Book of Common Prayer
13 Mając zaś tego samego ducha wiary, zgodnie z tym, co jest napisane: Uwierzyłem, dlatego przemówiłem, wierzymy — i dlatego mówimy, 14 wiedząc, że Ten, który wzbudził Pana Jezusa, nas też z Jezusem wzbudzi i razem z wami postawi przed sobą. 15 To wszystko natomiast dzieje się ze względu na was, aby dzięki łasce, która tak obficie dała o sobie znać w przypadku wielu, zaobfitowało też dziękczynienie — dla chwały Bożej.
16 Dlatego się nie poddajemy. Wprawdzie nasz zewnętrzny człowiek niszczeje, za to nasz wewnętrzny odnawia się z każdym dniem. 17 Chwilowa lekkość ucisku zapewnia nam nieporównywalny ciężar wiecznej chwały, 18 nam, którzy zabiegamy nie o to, co widzialne, lecz o to, co niewidzialne. Bo to, co widzialne, przemija, a to, co niewidzialne — jest wieczne.
Nowe ciała
5 Wiemy bowiem, że gdy namiot naszego ziemskiego mieszkania się rozpadnie, otrzymamy od Boga prawdziwy dom, mieszkanie zbudowane nie ręką, lecz wieczne, w niebie. 2 W naszym ziemskim namiocie wzdychamy, tęskniąc za mieszkaniem z nieba, 3 jeśli się oczywiście nie okaże, że wyjdziemy z tego namiotu nadzy. 4 Przecież przebywając w nim tęsknimy obciążeni, bo nie chcemy go po prostu zrzucić. Pragniemy znaleźć się w mieszkaniu pochodzącym z nieba — aby to, co śmiertelne, zostało wchłonięte przez życie. 5 A tym, który nas do tego przysposobił, jest Bóg. On też jako zadatek dał nam Ducha.
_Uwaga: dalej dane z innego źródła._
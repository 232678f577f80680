//! Shape and stride arithmetic shared by every applier.
//!
//! Broadcasting aligns shapes right-to-left. A dimension of length 1 is
//! walked with stride 0, a dimension equal to the output is walked normally,
//! and anything else cannot be reconciled.

use crate::{Result, StridedError};

/// Resolve the index stride for one input dimension against one output dimension.
///
/// Returns `0` when the input dimension is broadcast (length 1) and `1` when it
/// matches the output length.
///
/// # Errors
/// Returns [`StridedError::Broadcast`] when the lengths are irreconcilable.
///
/// # Example
/// ```rust
/// use strided_base::resolve_stride;
///
/// assert_eq!(resolve_stride(1, 5).unwrap(), 0);
/// assert_eq!(resolve_stride(5, 5).unwrap(), 1);
/// assert!(resolve_stride(3, 5).is_err());
/// ```
#[inline]
pub fn resolve_stride(input: usize, output: usize) -> Result<isize> {
    if input == 1 {
        Ok(0)
    } else if input == output {
        Ok(1)
    } else {
        Err(StridedError::Broadcast {
            from: vec![input],
            to: vec![output],
        })
    }
}

/// Compute per-output-dimension index multipliers for broadcasting `in_shape`
/// to `out_shape`.
///
/// The result has one entry per output dimension. Leading output dimensions
/// without a counterpart in `in_shape` are broadcast (`0`).
pub fn broadcast_strides(in_shape: &[usize], out_shape: &[usize]) -> Result<Vec<isize>> {
    let unit = vec![1isize; in_shape.len()];
    promote_strides(in_shape, &unit, out_shape)
}

/// Promote memory strides of an operand to a broadcast target shape.
///
/// For each aligned pair:
/// - if `in_shape[d] == 1`, the stride becomes 0
/// - if `in_shape[d] == out_shape[d]`, the stride is kept
/// - otherwise the shapes are incompatible
///
/// New leading dimensions get stride 0.
pub fn promote_strides(
    in_shape: &[usize],
    in_strides: &[isize],
    out_shape: &[usize],
) -> Result<Vec<isize>> {
    if in_strides.len() != in_shape.len() {
        return Err(StridedError::StrideLengthMismatch);
    }
    let incompatible = || StridedError::Broadcast {
        from: in_shape.to_vec(),
        to: out_shape.to_vec(),
    };
    if in_shape.len() > out_shape.len() {
        log::debug!(
            "broadcast rejected: rank {} exceeds target rank {}",
            in_shape.len(),
            out_shape.len()
        );
        return Err(incompatible());
    }

    let lead = out_shape.len() - in_shape.len();
    let mut out = vec![0isize; out_shape.len()];
    for (i, (&dim, &stride)) in in_shape.iter().zip(in_strides).enumerate() {
        let step = resolve_stride(dim, out_shape[lead + i]).map_err(|_| incompatible())?;
        out[lead + i] = step * stride;
    }
    Ok(out)
}

/// Compute the common broadcast shape of several operands.
///
/// Shapes are aligned right-to-left; per dimension the sizes must be equal or 1.
pub fn broadcast_shapes(shapes: &[&[usize]]) -> Result<Vec<usize>> {
    let rank = shapes.iter().map(|s| s.len()).max().unwrap_or(0);
    let mut out = vec![1usize; rank];

    for shape in shapes {
        let lead = rank - shape.len();
        for (i, &dim) in shape.iter().enumerate() {
            let target = &mut out[lead + i];
            if dim == *target || dim == 1 {
                continue;
            }
            if *target == 1 {
                *target = dim;
            } else {
                return Err(StridedError::Broadcast {
                    from: shape.to_vec(),
                    to: out.clone(),
                });
            }
        }
    }

    Ok(out)
}

/// Number of elements addressed by `shape` (1 for a rank-0 shape).
#[inline]
pub fn numel(shape: &[usize]) -> usize {
    shape.iter().product()
}

/// Compute row-major strides (last index varies fastest).
pub fn row_major_strides(shape: &[usize]) -> Vec<isize> {
    let mut strides = vec![1isize; shape.len()];
    let mut acc = 1isize;
    for (stride, &dim) in strides.iter_mut().zip(shape).rev() {
        *stride = acc;
        acc *= dim.max(1) as isize;
    }
    strides
}

/// Compute column-major strides (first index varies fastest).
pub fn col_major_strides(shape: &[usize]) -> Vec<isize> {
    let mut strides = vec![1isize; shape.len()];
    let mut acc = 1isize;
    for (stride, &dim) in strides.iter_mut().zip(shape) {
        *stride = acc;
        acc *= dim.max(1) as isize;
    }
    strides
}

/// Number of elements a one-dimensional strided output of length `len`
/// exposes starting at `offset` and stepping by `stride`.
///
/// A zero stride addresses the single element at `offset`.
///
/// ```rust
/// use strided_base::strided_len;
///
/// assert_eq!(strided_len(8, 2, 1), 4);  // positions 1, 3, 5, 7
/// assert_eq!(strided_len(8, -3, 7), 3); // positions 7, 4, 1
/// assert_eq!(strided_len(4, 1, 4), 0);
/// ```
pub fn strided_len(len: usize, stride: isize, offset: usize) -> usize {
    if offset >= len {
        return 0;
    }
    let step = stride.unsigned_abs();
    if step == 0 {
        return 1;
    }
    if stride > 0 {
        (len - 1 - offset) / step + 1
    } else {
        offset / step + 1
    }
}
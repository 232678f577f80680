//! Dimension fusion for row-major lockstep iteration.
//!
//! Adjacent dimensions `i` and `i + 1` can be walked as one dimension when,
//! for every operand, stepping once along `i` lands exactly where stepping
//! `dims[i + 1]` times along `i + 1` would:
//! `strides[i] == dims[i + 1] * strides[i + 1]`.

/// Fuse adjacent dimensions that are contiguous for every operand.
///
/// Returns the fused dims together with the fused strides of each operand.
/// Iteration order over the logical positions is unchanged: fused and
/// unfused layouts visit buffer positions in the same sequence.
pub(crate) fn fuse_dims<const K: usize>(
    dims: &[usize],
    strides: [&[isize]; K],
) -> (Vec<usize>, [Vec<isize>; K]) {
    let mut out_dims: Vec<usize> = Vec::with_capacity(dims.len());
    let mut out_strides: [Vec<isize>; K] = std::array::from_fn(|_| Vec::with_capacity(dims.len()));

    for (i, &dim) in dims.iter().enumerate() {
        // Size-1 dims contribute nothing to the walk
        if dim == 1 {
            continue;
        }
        let mergeable = match out_dims.last() {
            Some(_) => strides
                .iter()
                .zip(out_strides.iter())
                .all(|(s, fused)| fused.last().copied() == Some(dim as isize * s[i])),
            None => false,
        };
        if mergeable {
            if let Some(last) = out_dims.last_mut() {
                *last *= dim;
            }
            for (s, fused) in strides.iter().zip(out_strides.iter_mut()) {
                if let Some(last) = fused.last_mut() {
                    *last = s[i];
                }
            }
        } else {
            out_dims.push(dim);
            for (s, fused) in strides.iter().zip(out_strides.iter_mut()) {
                fused.push(s[i]);
            }
        }
    }

    (out_dims, out_strides)
}

#[cfg(test)]
mod tests {
    use super::*;

    #[test]
    fn test_fuse_contiguous() {
        let (dims, [s]) = fuse_dims(&[2, 3, 4][..], [&[12, 4, 1][..]]);
        assert_eq!(dims, vec![24]);
        assert_eq!(s, vec![1]);
    }

    #[test]
    fn test_fuse_partial() {
        // Second operand is column-major; nothing fuses
        let (dims, [a, b]) = fuse_dims(&[2, 3][..], [&[3, 1][..], &[1, 2][..]]);
        assert_eq!(dims, vec![2, 3]);
        assert_eq!(a, vec![3, 1]);
        assert_eq!(b, vec![1, 2]);
    }

    #[test]
    fn test_fuse_broadcast_dims() {
        // [2, 3, 4] where the leading dim is broadcast in one operand
        let (dims, [a, b]) = fuse_dims(&[2, 3, 4][..], [&[12, 4, 1][..], &[0, 4, 1][..]]);
        assert_eq!(dims, vec![2, 12]);
        assert_eq!(a, vec![12, 1]);
        assert_eq!(b, vec![0, 1]);
    }

    #[test]
    fn test_fuse_drops_unit_dims() {
        let (dims, [s]) = fuse_dims(&[1, 4, 1][..], [&[4, 1, 1][..]]);
        assert_eq!(dims, vec![4]);
        assert_eq!(s, vec![1]);
    }

    #[test]
    fn test_fuse_all_zero_strides() {
        let (dims, [s]) = fuse_dims(&[3, 2][..], [&[0, 0][..]]);
        assert_eq!(dims, vec![6]);
        assert_eq!(s, vec![0]);
    }
}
6 Pozostajemy zatem ufni. Wiemy, że przebywając w ciele, jesteśmy oddaleni od Pana. 7 Nasze postępowanie opiera się na wierze, a nie na tym, co widzialne. 8 Żyjemy więc ufnością, choć wolelibyśmy raczej opuścić ciało i zamieszkać u Pana. 9 Lecz zanim się to stanie, stawiamy sobie za cel, aby niezależnie od tego, czy zostajemy tu, czy też stąd odchodzimy, Jemu się podobać. 10 Wszyscy bowiem musimy stanąć przez trybunałem Chrystusa, aby każdy odebrał zapłatę za to, czego dokonał w ziemskim życiu — dobrego, czy złego.
Przypowieść o bogatym i biednym
19 Był pewien bogaty człowiek. Nosił on szaty z purpury i najlepszego lnu, a na co dzień wystawnie ucztował. 20 Przy bramie jego dworu leżał natomiast pewien porzucony żebrak. Miał na imię Łazarz i cały pokryty był wrzodami. 21 Pragnął najeść się tym, co spadło ze stołu bogacza. Tak, nawet psy przychodziły, by lizać jego wrzody.
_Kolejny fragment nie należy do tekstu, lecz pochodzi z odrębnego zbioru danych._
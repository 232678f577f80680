use num_complex::Complex64;
use rand::{rngs::StdRng, Rng, SeedableRng};
use strided_base::shape::row_major_strides;
use strided_base::{
    broadcast_array, flatten2d, flatten_nd, mask_binary2d, ones_nd, select_where_into,
    strided_to_nested, unary_nd, zeros_nd, BoolArray, Complex128Array, NestedArray,
};

fn random_shape(rng: &mut StdRng, rank: usize) -> Vec<usize> {
    (0..rank).map(|_| rng.gen_range(1..5)).collect()
}

fn random_flat(rng: &mut StdRng, len: usize) -> Vec<f64> {
    (0..len).map(|_| rng.gen_range(-1.0..1.0)).collect()
}

#[test]
fn test_broadcast_repeats_row() {
    let x = NestedArray::from_vec2(vec![vec![1, 2]]);
    let b = broadcast_array(&x, &[1, 2], &[2, 2]).unwrap();
    assert_eq!(b.to_nested().to_vec2(), vec![vec![1, 2], vec![1, 2]]);
}

#[test]
fn test_broadcast_incompatible_shape() {
    let x = NestedArray::from_vec2(vec![vec![1, 2, 3], vec![4, 5, 6]]);
    let err = broadcast_array(&x, &[2, 3], &[2, 2]).unwrap_err();
    assert!(err.is_broadcast());
    assert_eq!(
        err.to_string(),
        "cannot broadcast shape [2, 3] to shape [2, 2]"
    );
}

#[test]
fn test_broadcast_reads_correct_source_index() {
    let mut rng = StdRng::seed_from_u64(11);
    for _ in 0..20 {
        let rank = rng.gen_range(1..5);
        let out_shape = random_shape(&mut rng, rank);
        // Drop some leading dims and squash others to 1
        let lead = rng.gen_range(0..rank);
        let in_shape: Vec<usize> = out_shape[lead..]
            .iter()
            .map(|&d| if rng.gen_bool(0.5) { 1 } else { d })
            .collect();
        let len: usize = in_shape.iter().product();
        let flat: Vec<usize> = (0..len).collect();
        let x = strided_to_nested(&flat[..], &in_shape, &row_major_strides(&in_shape), 0).unwrap();

        let b = broadcast_array(&x, &in_shape, &out_shape).unwrap();
        let full = b.to_nested();
        let mut checked = 0;
        for (pos, v) in flatten_nd(&full, &out_shape, false).into_iter().enumerate() {
            // Recover the output index, then the expected source index
            let mut rem = pos;
            let mut idx = vec![0; rank];
            for d in (0..rank).rev() {
                idx[d] = rem % out_shape[d];
                rem /= out_shape[d];
            }
            let src: Vec<usize> = in_shape
                .iter()
                .zip(&idx[lead..])
                .map(|(&n, &i)| if n == 1 { 0 } else { i })
                .collect();
            assert_eq!(x.get(&src), Some(&v));
            checked += 1;
        }
        assert_eq!(checked, out_shape.iter().product::<usize>());
    }
}

#[test]
fn test_unary_identity_copies_ranks_1_to_5() {
    let mut rng = StdRng::seed_from_u64(3);
    for rank in 1..=5 {
        let shape = random_shape(&mut rng, rank);
        let len: usize = shape.iter().product();
        let flat = random_flat(&mut rng, len);
        let x = strided_to_nested(&flat[..], &shape, &row_major_strides(&shape), 0).unwrap();
        let mut out = zeros_nd::<f64>(&shape);
        unary_nd(&x, &mut out, &shape, |v| *v);
        assert_eq!(out, x);
        assert_eq!(flatten_nd(&out, &shape, false), flat);
    }
}

#[test]
fn test_where_literal_returns_same_output() {
    let cond = [true, false, true, false];
    let x = [1, 2, 3, 4];
    let y = [5, 6, 7, 8];
    let mut out = vec![0, 0, 0, 0];
    let expected: *const Vec<i32> = &out;
    let ret = select_where_into(&cond[..], &x[..], &y[..], &mut out, 1, 0).unwrap();
    assert!(std::ptr::eq(ret, expected));
    assert_eq!(out, vec![1, 6, 3, 8]);
}

#[test]
fn test_where_broadcast_condition_strided_output() {
    let mut out = vec![0; 8];
    select_where_into(&[true][..], &[1, 2, 3, 4][..], &[5, 6, 7, 8][..], &mut out, 2, 1).unwrap();
    assert_eq!(out, vec![0, 1, 0, 2, 0, 3, 0, 4]);
}

#[test]
fn test_where_empty_condition_is_noop() {
    let mut out = vec![42; 3];
    let cond: Vec<bool> = Vec::new();
    let ret = select_where_into(&cond, &[1, 2, 3, 4, 5][..], &[9][..], &mut out, 1, 0).unwrap();
    assert_eq!(ret, &vec![42; 3]);
}

#[test]
fn test_where_storage_specializations_agree() {
    let mut rng = StdRng::seed_from_u64(99);
    let n = 16;
    let flags: Vec<bool> = (0..n).map(|_| rng.gen_bool(0.5)).collect();

    // Boolean storage
    let xb: BoolArray = (0..n).map(|i| i % 3 == 0).collect();
    let yb: BoolArray = (0..n).map(|i| i % 2 == 0).collect();
    let cond = BoolArray::from(&flags[..]);
    let mut outb = BoolArray::new(n);
    select_where_into(&cond, &xb, &yb, &mut outb, 1, 0).unwrap();

    // Same values in plain storage
    let xv = xb.to_vec();
    let yv = yb.to_vec();
    let mut outv = vec![false; n];
    select_where_into(&flags[..], &xv[..], &yv[..], &mut outv, 1, 0).unwrap();
    assert_eq!(outb.to_vec(), outv);

    // Complex storage against plain complex slices
    let xc: Vec<Complex64> = (0..n).map(|i| Complex64::new(i as f64, -(i as f64))).collect();
    let yc = vec![Complex64::new(0.5, 0.5)];
    let mut outc = Complex128Array::new(n);
    select_where_into(
        &cond,
        &Complex128Array::from(xc.clone()),
        &Complex128Array::from(yc.clone()),
        &mut outc,
        1,
        0,
    )
    .unwrap();
    let mut plain = vec![Complex64::new(0.0, 0.0); n];
    select_where_into(&flags[..], &xc[..], &yc[..], &mut plain, 1, 0).unwrap();
    assert_eq!(outc.as_slice(), &plain[..]);
}

#[test]
fn test_flatten_round_trip_and_colex() {
    let mut rng = StdRng::seed_from_u64(5);
    for rank in 1..=4 {
        let shape = random_shape(&mut rng, rank);
        let len: usize = shape.iter().product();
        let flat: Vec<i64> = (0..len as i64).collect();
        let x = strided_to_nested(&flat[..], &shape, &row_major_strides(&shape), 0).unwrap();
        assert_eq!(flatten_nd(&x, &shape, false), flat);

        // Colexicographic flatten equals row-major flatten of the reversed-axes array
        let rev: Vec<usize> = shape.iter().rev().copied().collect();
        let rev_strides: Vec<isize> = row_major_strides(&shape).into_iter().rev().collect();
        let t = strided_to_nested(&flat[..], &rev, &rev_strides, 0).unwrap();
        assert_eq!(flatten_nd(&x, &shape, true), flatten_nd(&t, &rev, false));
    }
}

#[test]
fn test_flatten2d_matches_nd() {
    let rows = vec![vec![1, 2, 3], vec![4, 5, 6]];
    let nested = NestedArray::from_vec2(rows.clone());
    for colex in [false, true] {
        assert_eq!(
            flatten2d(&rows, [2, 3], colex),
            flatten_nd(&nested, &[2, 3], colex)
        );
    }
}

#[test]
fn test_mask_binary2d_only_touches_masked() {
    let x = vec![vec![1.0, 2.0], vec![3.0, 4.0]];
    let y = vec![vec![10.0, 20.0], vec![30.0, 40.0]];
    let mask = vec![vec![0u8, 1], vec![0, 0]];
    let mut out = vec![vec![-1.0, -2.0], vec![-3.0, -4.0]];
    mask_binary2d(&x, &y, &mask, &mut out, [2, 2], |a, b| a + b);
    assert_eq!(out, vec![vec![-1.0, 22.0], vec![-3.0, -4.0]]);
}

#[test]
fn test_generators_fresh_levels() {
    let mut x = ones_nd::<i32>(&[2, 2, 2]);
    *x.get_mut(&[1, 1, 1]).unwrap() = 0;
    assert_eq!(
        flatten_nd(&x, &[2, 2, 2], false),
        vec![1, 1, 1, 1, 1, 1, 1, 0]
    );
}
22 W końcu żebrak zmarł, a aniołowie przenieśli go do miejsca, gdzie mógł cieszyć się szczęściem u boku Abrahama. Bogaty człowiek również zmarł i został pochowany. 23 A gdy w krainie umarłych doznawał udręki, podniósł oczy i zobaczył z daleka Abrahama oraz Łazarza u jego boku.
24 Ojcze Abrahamie — zawołał — zlituj się nade mną i poślij Łazarza, aby zanurzył w wodzie koniec swego palca i zwilżył mi język, gdyż cierpię w tym płomieniu.
25 Dziecko — odpowiedział Abraham — przypomnij sobie, że swoje dobro odebrałeś za życia, podobnie jak Łazarz zło. Teraz on doznaje tu pociechy, a ty cierpisz. 26 A poza tym między nami a wami rozciąga się wielka przepaść, aby ci, którzy chcieliby przejść stąd do was, nie mogli, i aby stamtąd do nas nikt nie zdołał się przenieść.
27 Wtedy bogaty powiedział: Proszę cię więc, ojcze, abyś posłał go do domu mego ojca. 28 Mam bowiem pięciu braci. Niech im złoży świadectwo, aby chociaż oni nie trafili do tego miejsca udręki.
29 Abraham na to: Mają Mojżesza i proroków, niech ich słuchają.
30 Nie, ojcze Abrahamie — nie przestawał prosić bogaty — jeśli pójdzie do nich ktoś z umarłych, opamiętają się.
31 Wtedy Abraham powiedział: Jeśli Mojżesza i proroków nie słuchają, to choćby ktoś z umarłych powstał — nie dadzą się przekonać.